Sitecore Azure Search overview

Last updated Monday, January 23, 2017 in Sitecore Experience Platform for Developer
Keywords: Azure, Cloud, Search

The Sitecore Azure Search provider integrates the Sitecore Search engine with the Microsoft Azure Search service. The Microsoft Azure Search service is a part of the Microsoft Azure computing platform, you can read more about the Microsoft Azure Search service on their website.

This topic applies to Sitecore Experience Platform 8.2 Update-1 and later and describes:

Features of Azure Search

The Microsoft Azure Search service provides the following features:

  • Extreme scalability, simplicity, and stability.
  • A highly available infrastructure with 99.95% uptime as a part of the Microsoft Azure service level agreement (SLA).
  • An easy way to scale up and scale down as needed.

The Sitecore Azure Search provider includes the following features:

  • Support for all Sitecore search-driven UIs, including user-typed queries, and faceted searches.
  • Support for the majority of LINQ expressions, to enable rapid development of search-powered applications.
  • Native support for fundamental data types such as numbers and dates in faceting, and range queries.
  • Flexible configuration and precise control over the schema of the indexes.
  • Support for running Sitecore in geo-replicated scenarios.

Note

Sitecore Azure Search behaves slightly differently from the Lucene and Solr search providers; this is important to consider if you are going to switch between search providers. Read more about Sitecore Azure Search limitations and behavioral differences in the Limitations of Azure Search section.

Sitecore Azure Search is the default provider for Sitecore instances that are deployed using the Sitecore Azure SDK. It supports on premise and IaaS deployments. Follow the instructions in Configure Azure Search to configure Sitecore Azure Search.

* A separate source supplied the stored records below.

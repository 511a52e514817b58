use indexmap::IndexMap;
use serde::{Deserialize, Serialize};

use crate::store::EntryStore;

/// Every dictionary schema family the pipeline can query.
#[derive(Clone, Copy, Debug, PartialEq, Eq, Hash, Serialize, Deserialize)]
pub enum DictType {
    Jmdict,
    Jmnedict,
    Kanjidic,
    CustomWord,
    CustomName,
    /// Word dictionary converted from the Yomichan term-bank format.
    Yomichan,
    /// Kanji dictionary converted from the Yomichan kanji-bank format.
    YomichanKanji,
    /// Word dictionary converted from the Nazeka EPWING export format.
    Nazeka,
}

impl DictType {
    pub fn is_word_type(self) -> bool {
        matches!(
            self,
            DictType::Jmdict | DictType::CustomWord | DictType::Yomichan | DictType::Nazeka
        )
    }

    pub fn is_name_type(self) -> bool {
        matches!(self, DictType::Jmnedict | DictType::CustomName)
    }

    pub fn is_kanji_type(self) -> bool {
        matches!(self, DictType::Kanjidic | DictType::YomichanKanji)
    }
}

/// An active dictionary: its entry store plus the metadata the ranking
/// comparator and the fan-out need.
#[derive(Clone, Debug)]
pub struct Dict {
    pub name: String,
    pub dict_type: DictType,
    /// Lower wins at ranking rule 5.
    pub priority: u32,
    pub active: bool,
    pub entries: EntryStore,
}

impl Dict {
    pub fn new(name: impl Into<String>, dict_type: DictType, priority: u32) -> Self {
        Self {
            name: name.into(),
            dict_type,
            priority,
            active: true,
            entries: EntryStore::default(),
        }
    }
}

/// Lightweight handle to the dictionary a result came from.
#[derive(Clone, Debug, PartialEq, Eq, Serialize, Deserialize)]
pub struct DictRef {
    pub name: String,
    pub dict_type: DictType,
    pub priority: u32,
}

impl From<&Dict> for DictRef {
    fn from(dict: &Dict) -> Self {
        Self {
            name: dict.name.clone(),
            dict_type: dict.dict_type,
            priority: dict.priority,
        }
    }
}

/// A raw entry, polymorphic over the dictionary family that loaded it.
///
/// Entries are immutable once loaded and owned by their store; the pipeline
/// only shares them by reference. Dispatch over this enum is exhaustive at
/// the filter, query and materialize stages so a new family cannot be added
/// without covering all three.
#[derive(Clone, Debug, PartialEq, Serialize, Deserialize)]
pub enum RawDictionaryEntry {
    Jmdict(JmdictRecord),
    Jmnedict(JmnedictRecord),
    Kanjidic(KanjidicRecord),
    CustomWord(CustomWordRecord),
    CustomName(CustomNameRecord),
    Yomichan(YomichanRecord),
    YomichanKanji(YomichanKanjiRecord),
    Nazeka(NazekaRecord),
}

impl RawDictionaryEntry {
    pub fn family(&self) -> &'static str {
        match self {
            RawDictionaryEntry::Jmdict(_) => "Jmdict",
            RawDictionaryEntry::Jmnedict(_) => "Jmnedict",
            RawDictionaryEntry::Kanjidic(_) => "Kanjidic",
            RawDictionaryEntry::CustomWord(_) => "CustomWord",
            RawDictionaryEntry::CustomName(_) => "CustomName",
            RawDictionaryEntry::Yomichan(_) => "Yomichan",
            RawDictionaryEntry::YomichanKanji(_) => "YomichanKanji",
            RawDictionaryEntry::Nazeka(_) => "Nazeka",
        }
    }
}

#[derive(Clone, Debug, PartialEq, Serialize, Deserialize)]
pub struct JmdictRecord {
    pub id: u64,
    pub primary_spelling: String,
    /// Orthography markers on the primary spelling (iK, oK, rK, io style).
    pub primary_spelling_orthography_info: Option<Vec<String>>,
    pub readings: Option<Vec<String>>,
    /// Per-reading orthography markers (ik, ok, rk style), aligned with
    /// `readings`.
    pub readings_orthography_info: Option<Vec<Vec<String>>>,
    pub alternative_spellings: Option<Vec<String>>,
    pub alternative_spellings_orthography_info: Option<Vec<Vec<String>>>,
    /// Glosses per sense.
    pub definitions: Vec<Vec<String>>,
    /// Word classes per sense.
    pub word_classes: Vec<Vec<String>>,
    /// Miscellany tags per sense ("uk" and friends).
    pub misc: Option<Vec<Vec<String>>>,
    /// Field-of-use tags per sense ("comp", "med", ...).
    pub fields: Option<Vec<Vec<String>>>,
}

#[derive(Clone, Debug, PartialEq, Serialize, Deserialize)]
pub struct JmnedictRecord {
    pub id: u64,
    pub primary_spelling: String,
    pub readings: Option<Vec<String>>,
    pub alternative_spellings: Option<Vec<String>>,
    pub definitions: Vec<String>,
    /// "surname", "fem", "place" and the like.
    pub name_types: Vec<String>,
}

#[derive(Clone, Debug, PartialEq, Serialize, Deserialize)]
pub struct KanjidicRecord {
    pub on_readings: Option<Vec<String>>,
    pub kun_readings: Option<Vec<String>>,
    pub nanori_readings: Option<Vec<String>>,
    pub radical_names: Option<Vec<String>>,
    pub definitions: Option<Vec<String>>,
    pub stroke_count: u8,
    /// School grade, 0 when ungraded.
    pub grade: u8,
    /// Corpus rank from kanjidic itself, not a frequency source.
    pub frequency: Option<i32>,
}

#[derive(Clone, Debug, PartialEq, Serialize, Deserialize)]
pub struct CustomWordRecord {
    pub primary_spelling: String,
    pub readings: Option<Vec<String>>,
    pub alternative_spellings: Option<Vec<String>>,
    pub definitions: Vec<String>,
    pub word_classes: Vec<String>,
}

#[derive(Clone, Debug, PartialEq, Serialize, Deserialize)]
pub struct CustomNameRecord {
    pub primary_spelling: String,
    pub reading: Option<String>,
    pub name_type: String,
    pub extra_info: Option<String>,
}

#[derive(Clone, Debug, PartialEq, Serialize, Deserialize)]
pub struct YomichanRecord {
    pub primary_spelling: String,
    pub reading: Option<String>,
    pub definitions: Vec<String>,
    /// Coarse definition tags doubling as word classes ("v5", "adj-i").
    pub word_classes: Option<Vec<String>>,
}

#[derive(Clone, Debug, PartialEq, Serialize, Deserialize)]
pub struct YomichanKanjiRecord {
    pub on_readings: Option<Vec<String>>,
    pub kun_readings: Option<Vec<String>>,
    pub definitions: Option<Vec<String>>,
    /// Misc stats from the kanji bank (stroke counts, codepoints, ...).
    pub stats: Option<IndexMap<String, String>>,
}

#[derive(Clone, Debug, PartialEq, Serialize, Deserialize)]
pub struct NazekaRecord {
    pub primary_spelling: String,
    pub reading: Option<String>,
    pub alternative_spellings: Option<Vec<String>>,
    pub definitions: Vec<String>,
}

Limitations of Azure Search

Compared with Sitecore Search on Lucene and Solr, Sitecore Search on Azure Search has several limitations:

  • Automatic tokenization by the Azure Search service of document field values and queries when searching and faceting. This means that:
    • Substring searches that are limited to a single term, for instance, predicates, .StartsWith(), .EndsWith() and .Contains(), will match parts of terms, and will match terms that are located in any part of the field value. When multiple terms are passed, each term is searched separately, (this can provide more results than expected).
    • Regular expressions spanning multiple terms (containing spaces) returns 0 results.
    • Multiple terms that are passed to .Wildcard() are interpreted as individual wildcards in a field-scoped query.
    • The facet values are calculated based on individual terms in faceted fields, not on whole field values, when a value contains multiple words, (unlike Lucene and Solr).
  • The Azure Search service has a strong schema, this means there cannot be such things as fields that have the same name but different types in different documents.
  • Joining queries, for example, .GroupJoin(), .SelfJoin(),and other operators that join queries, is not supported and results in an error.
  • Range queries are always expressed as filters, as a result:
    • Combining range queries with Search using the logical operator OR (||) produces an error.
    • Range queries on string fields always operate on the whole field value without tokenization and are case-sensitive.
  • The Azure Search service stores date-time and numeric values as native types and only allows filtering on these fields. Search and filter parts can only be combined with the logical operator AND (&&), as a result:
    • Complex queries involving fields with different types that are combined with the logical operator OR (||) can return an error.
    • .Union() and .Except() operators may generate queries that return an error, depending on the types of the fields used.
    • Certain user queries in the Content Editor that span multiple fields with different types (such as creation date or version), return an error.
  • Fuzzy query semantics are different in Azure Search, for example:
    • .Like(pattern, similarity) interprets the similarity parameter as the Damerau-Levenshtein Distance (value between 0 and 2). This is different from the way Lucene implements the similarity parameter in Sitecore.
    • The similarity and slop parameters cannot be combined in the Azure Search Lucene syntax, this means multiple-word fuzzy queries, such as .Like() are always interpreted as a phrase query with a slop.